* _ACTIVITY_
Return the opening lines of the material, word for word. End with the line that contains "impl Mailer for LogMailer".
=-=-=-=-=
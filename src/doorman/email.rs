//! Confirmation mail delivery.
//!
//! Registration hands the notification to `spawn_confirmation` and moves on:
//! delivery happens on its own task and a failure is a log line, never a
//! failed signup. `SmtpMailer` talks to a relay via lettre; without a
//! configured host the server falls back to `LogMailer`, which only logs.

use crate::cli::globals::{GlobalArgs, MailSettings};
use anyhow::{Context, Result};
use async_trait::async_trait;
use lettre::{
    message::{header::ContentType, Mailbox, MultiPart, SinglePart},
    transport::smtp::authentication::Credentials,
    AsyncSmtpTransport, AsyncTransport, Message, Tokio1Executor,
};
use secrecy::ExposeSecret;
use std::sync::Arc;
use tracing::{error, info, warn};

#[async_trait]
pub trait Mailer: Send + Sync {
    /// Deliver the account confirmation mail or return an error.
    async fn send_confirmation(&self, username: &str, email: &str) -> Result<()>;
}

/// Dev fallback, logs the mail instead of sending it.
pub struct LogMailer;

#[async_trait]
impl Mailer for LogMailer {
    async fn send_confirmation(&self, username: &str, email: &str) -> Result<()> {
        info!(username, email, "confirmation mail (log only)");
        Ok(())
    }
}

pub struct SmtpMailer {
    transport: AsyncSmtpTransport<Tokio1Executor>,
    from: Mailbox,
    support_email: Option<String>,
    public_url: String,
}

impl SmtpMailer {
    /// Build the SMTP mailer from the configured transport settings.
    ///
    /// # Errors
    /// Returns an error for an unusable relay host or From address.
    pub fn new(mail: &MailSettings, support_email: Option<String>, public_url: String) -> Result<Self> {
        let host = mail
            .host
            .as_deref()
            .context("SMTP host is not configured")?;

        let mut builder = AsyncSmtpTransport::<Tokio1Executor>::starttls_relay(host)
            .with_context(|| format!("Failed to configure SMTP relay for {host}"))?
            .port(mail.port);

        if let (Some(username), Some(password)) = (&mail.username, &mail.password) {
            builder = builder.credentials(Credentials::new(
                username.clone(),
                password.expose_secret().to_string(),
            ));
        }

        let from = mail
            .username
            .as_deref()
            .unwrap_or("no-reply@localhost")
            .parse::<Mailbox>()
            .context("Invalid From address")?;

        Ok(Self {
            transport: builder.build(),
            from,
            support_email,
            public_url,
        })
    }

    fn confirmation_link(&self, email: &str) -> String {
        format!("{}/confirm-email?email={email}", self.public_url)
    }
}

#[async_trait]
impl Mailer for SmtpMailer {
    async fn send_confirmation(&self, username: &str, email: &str) -> Result<()> {
        let link = self.confirmation_link(email);
        let support = self
            .support_email
            .as_deref()
            .unwrap_or("our support team");

        let text = format!(
            "Hi, {username}!\n\nPlease click the following link to confirm your account:\n{link}\n"
        );
        let html = format!(
            "<html><body style=\"font-family: Arial, sans-serif; color: #333;\">\
             <h4>Dear {username},</h4>\
             <p>Thank you for registering with us! Please activate your account by clicking the link below:</p>\
             <p><a href=\"{link}\">Activate My Account</a></p>\
             <p>If you did not create an account, no action is required.</p>\
             <p><em>If you have any questions, feel free to contact {support}.</em></p>\
             </body></html>"
        );

        let message = Message::builder()
            .from(self.from.clone())
            .to(email.parse::<Mailbox>().context("Invalid recipient")?)
            .subject("Registration Confirmation")
            .multipart(
                MultiPart::alternative()
                    .singlepart(
                        SinglePart::builder()
                            .header(ContentType::TEXT_PLAIN)
                            .body(text),
                    )
                    .singlepart(
                        SinglePart::builder()
                            .header(ContentType::TEXT_HTML)
                            .body(html),
                    ),
            )
            .context("Failed to build confirmation mail")?;

        self.transport
            .send(message)
            .await
            .context("Failed to send confirmation mail")?;

        Ok(())
    }
}

/// Pick the mailer for the configured transport: SMTP when a host is set,
/// log-only otherwise.
pub fn from_globals(globals: &GlobalArgs) -> Result<Arc<dyn Mailer>> {
    if globals.mail.host.is_some() {
        Ok(Arc::new(SmtpMailer::new(
            &globals.mail,
            globals.support_email.clone(),
            globals.public_url.clone(),
        )?))
    } else {
        warn!("SMTP host not configured, confirmation mail will only be logged");
        Ok(Arc::new(LogMailer))
    }
}

/// Fire-and-forget dispatch. Registration success is independent of mail
/// delivery; a failure here is an observability event only.
pub fn spawn_confirmation(mailer: Arc<dyn Mailer>, username: String, email: String) {
    tokio::spawn(async move {
        if let Err(err) = mailer.send_confirmation(&username, &email).await {
            error!("Failed to send confirmation mail to {email}: {err:?}");
        }
    });
}
//! Registration flow.
//!
//! The lookup before `create` is a fast-fail courtesy; two concurrent
//! signups for the same name can both pass it, and the store's unique
//! constraint decides the winner. Mail dispatch never delays or fails
//! the response.

use axum::{extract::Extension, http::StatusCode, Json};
use serde::{Deserialize, Serialize};
use std::sync::Arc;
use tracing::{debug, instrument};
use utoipa::ToSchema;
use uuid::Uuid;

use crate::doorman::{
    email, error::ApiError, password, response::ApiResponse, store::NewAccount, AppState,
};

use super::{non_blank, normalize, valid_email};

#[derive(ToSchema, Deserialize, Debug)]
pub struct SignupRequest {
    username: Option<String>,
    email: Option<String>,
    password: Option<String>,
}

#[derive(ToSchema, Serialize, Debug)]
pub struct SignupData {
    id: Uuid,
    username: String,
    email: String,
}

#[utoipa::path(
    post,
    path = "/api/signup",
    request_body = SignupRequest,
    responses(
        (status = 201, description = "Registration successful", body = SignupData, content_type = "application/json"),
        (status = 400, description = "Missing or invalid fields"),
        (status = 409, description = "Username or email already exists"),
    ),
    tag = "auth"
)]
#[instrument(skip(state, payload))]
pub async fn signup(
    state: Extension<Arc<AppState>>,
    payload: Option<Json<SignupRequest>>,
) -> Result<ApiResponse<SignupData>, ApiError> {
    let request = payload
        .map(|Json(payload)| payload)
        .ok_or_else(|| ApiError::Validation("Missing required fields..!".to_string()))?;

    let (Some(username), Some(email), Some(password)) = (
        non_blank(request.username.as_ref()),
        non_blank(request.email.as_ref()),
        non_blank(request.password.as_ref()),
    ) else {
        return Err(ApiError::Validation("Missing required fields..!".to_string()));
    };

    let username = normalize(&username);
    let email = normalize(&email);

    if !valid_email(&email) {
        return Err(ApiError::Validation("Invalid email".to_string()));
    }

    debug!(username, email, "registering user");

    // Advisory check only; the store constraint is authoritative.
    if state
        .store
        .find_by_username_or_email(Some(&username), Some(&email))
        .await?
        .is_some()
    {
        return Err(ApiError::Conflict(
            "Username or Email already exists!".to_string(),
        ));
    }

    let hashed = password::hash(&password)
        .map_err(|err| ApiError::Internal(format!("Error while hashing password: {err}")))?;

    let account = state
        .store
        .create(NewAccount {
            username,
            email,
            password: hashed,
        })
        .await?;

    email::spawn_confirmation(
        Arc::clone(&state.mailer),
        account.username.clone(),
        account.email.clone(),
    );

    Ok(ApiResponse::new(
        StatusCode::CREATED,
        SignupData {
            id: account.id,
            username: account.username,
            email: account.email,
        },
        "User has been registered successfully!",
    ))
}
//! One-way password hashing and verification.
//!
//! bcrypt with work factor 10. A mismatch during verification is a normal
//! `Ok(false)`; only a failing primitive (for example a malformed stored
//! hash) is an error.

use thiserror::Error;

const COST: u32 = 10;

#[derive(Debug, Error)]
#[error("password hashing failed: {0}")]
pub struct PasswordError(#[from] bcrypt::BcryptError);

/// Hash a plaintext password.
///
/// # Errors
/// Returns `PasswordError` if the bcrypt primitive fails. This signals an
/// internal fault, not bad user input.
pub fn hash(plain: &str) -> Result<String, PasswordError> {
    Ok(bcrypt::hash(plain, COST)?)
}

/// Verify a plaintext password against a stored hash.
///
/// # Errors
/// Returns `PasswordError` only when the primitive itself fails; a wrong
/// password is `Ok(false)`.
pub fn verify(plain: &str, hashed: &str) -> Result<bool, PasswordError> {
    Ok(bcrypt::verify(plain, hashed)?)
}
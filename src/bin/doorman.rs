use anyhow::Result;
use doorman::cli::{actions, actions::Action, start};

// Main function
#[tokio::main]
async fn main() -> Result<()> {
    // Start the program
    let action = start()?;

    // Handle the action
    match action {
        Action::Server { .. } => actions::server::handle(action).await?,
    }

    Ok(())
}
//! API error taxonomy.
//!
//! Every flow surfaces one of these variants; the `IntoResponse` impl is the
//! single boundary that turns them into the wire envelope
//! `{statusCode, message, success: false}`. Server-side faults keep their
//! detail in the logs and reach the client as a generic message.

use axum::{
    http::StatusCode,
    response::{IntoResponse, Response},
    Json,
};
use serde_json::json;
use thiserror::Error;
use tracing::error;

use super::store::StoreError;
use super::token::TokenError;

#[derive(Debug, Error)]
pub enum ApiError {
    #[error("{0}")]
    Validation(String),

    #[error("{0}")]
    Unauthorized(String),

    #[error("{0}")]
    Forbidden(String),

    #[error("{0}")]
    NotFound(String),

    #[error("{0}")]
    Conflict(String),

    #[error("configuration error: {0}")]
    Configuration(String),

    #[error("internal error: {0}")]
    Internal(String),
}

impl ApiError {
    #[must_use]
    pub const fn status(&self) -> StatusCode {
        match self {
            Self::Validation(_) => StatusCode::BAD_REQUEST,
            Self::Unauthorized(_) => StatusCode::UNAUTHORIZED,
            Self::Forbidden(_) => StatusCode::FORBIDDEN,
            Self::NotFound(_) => StatusCode::NOT_FOUND,
            Self::Conflict(_) => StatusCode::CONFLICT,
            Self::Configuration(_) | Self::Internal(_) => StatusCode::INTERNAL_SERVER_ERROR,
        }
    }
}

impl IntoResponse for ApiError {
    fn into_response(self) -> Response {
        let status = self.status();

        let message = match &self {
            Self::Validation(msg)
            | Self::Unauthorized(msg)
            | Self::Forbidden(msg)
            | Self::NotFound(msg)
            | Self::Conflict(msg) => msg.clone(),
            // Detail stays in the logs, the client gets a generic message.
            Self::Configuration(detail) | Self::Internal(detail) => {
                error!("server fault: {detail}");
                "Server Error".to_string()
            }
        };

        let body = Json(json!({
            "statusCode": status.as_u16(),
            "message": message,
            "success": false,
        }));

        (status, body).into_response()
    }
}

impl From<StoreError> for ApiError {
    fn from(err: StoreError) -> Self {
        match err {
            StoreError::Conflict(msg) => Self::Conflict(msg),
            StoreError::Database(err) => Self::Internal(format!("database error: {err}")),
        }
    }
}

impl From<TokenError> for ApiError {
    fn from(err: TokenError) -> Self {
        match err {
            TokenError::Expired => Self::Unauthorized("Token expired".to_string()),
            TokenError::Invalid => Self::Unauthorized("Invalid token".to_string()),
            TokenError::MissingSecret => {
                Self::Configuration("access token secret is not configured".to_string())
            }
        }
    }
}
=-=-=-=-=
* _EXERCISE ANSWER_
filename src/doorman/email.rs
//! Confirmation mail delivery.
//!
//! Registration hands the notification to `spawn_confirmation` and moves on:
//! delivery happens on its own task and a failure is a log line, never a
//! failed signup. `SmtpMailer` talks to a relay via lettre; without a
//! configured host the server falls back to `LogMailer`, which only logs.

use crate::cli::globals::{GlobalArgs, MailSettings};
use anyhow::{Context, Result};
use async_trait::async_trait;
use lettre::{
    message::{header::ContentType, Mailbox, MultiPart, SinglePart},
    transport::smtp::authentication::Credentials,
    AsyncSmtpTransport, AsyncTransport, Message, Tokio1Executor,
};
use secrecy::ExposeSecret;
use std::sync::Arc;
use tracing::{error, info, warn};

#[async_trait]
pub trait Mailer: Send + Sync {
    /// Deliver the account confirmation mail or return an error.
    async fn send_confirmation(&self, username: &str, email: &str) -> Result<()>;
}

/// Dev fallback, logs the mail instead of sending it.
pub struct LogMailer;

#[async_trait]
impl Mailer for LogMailer {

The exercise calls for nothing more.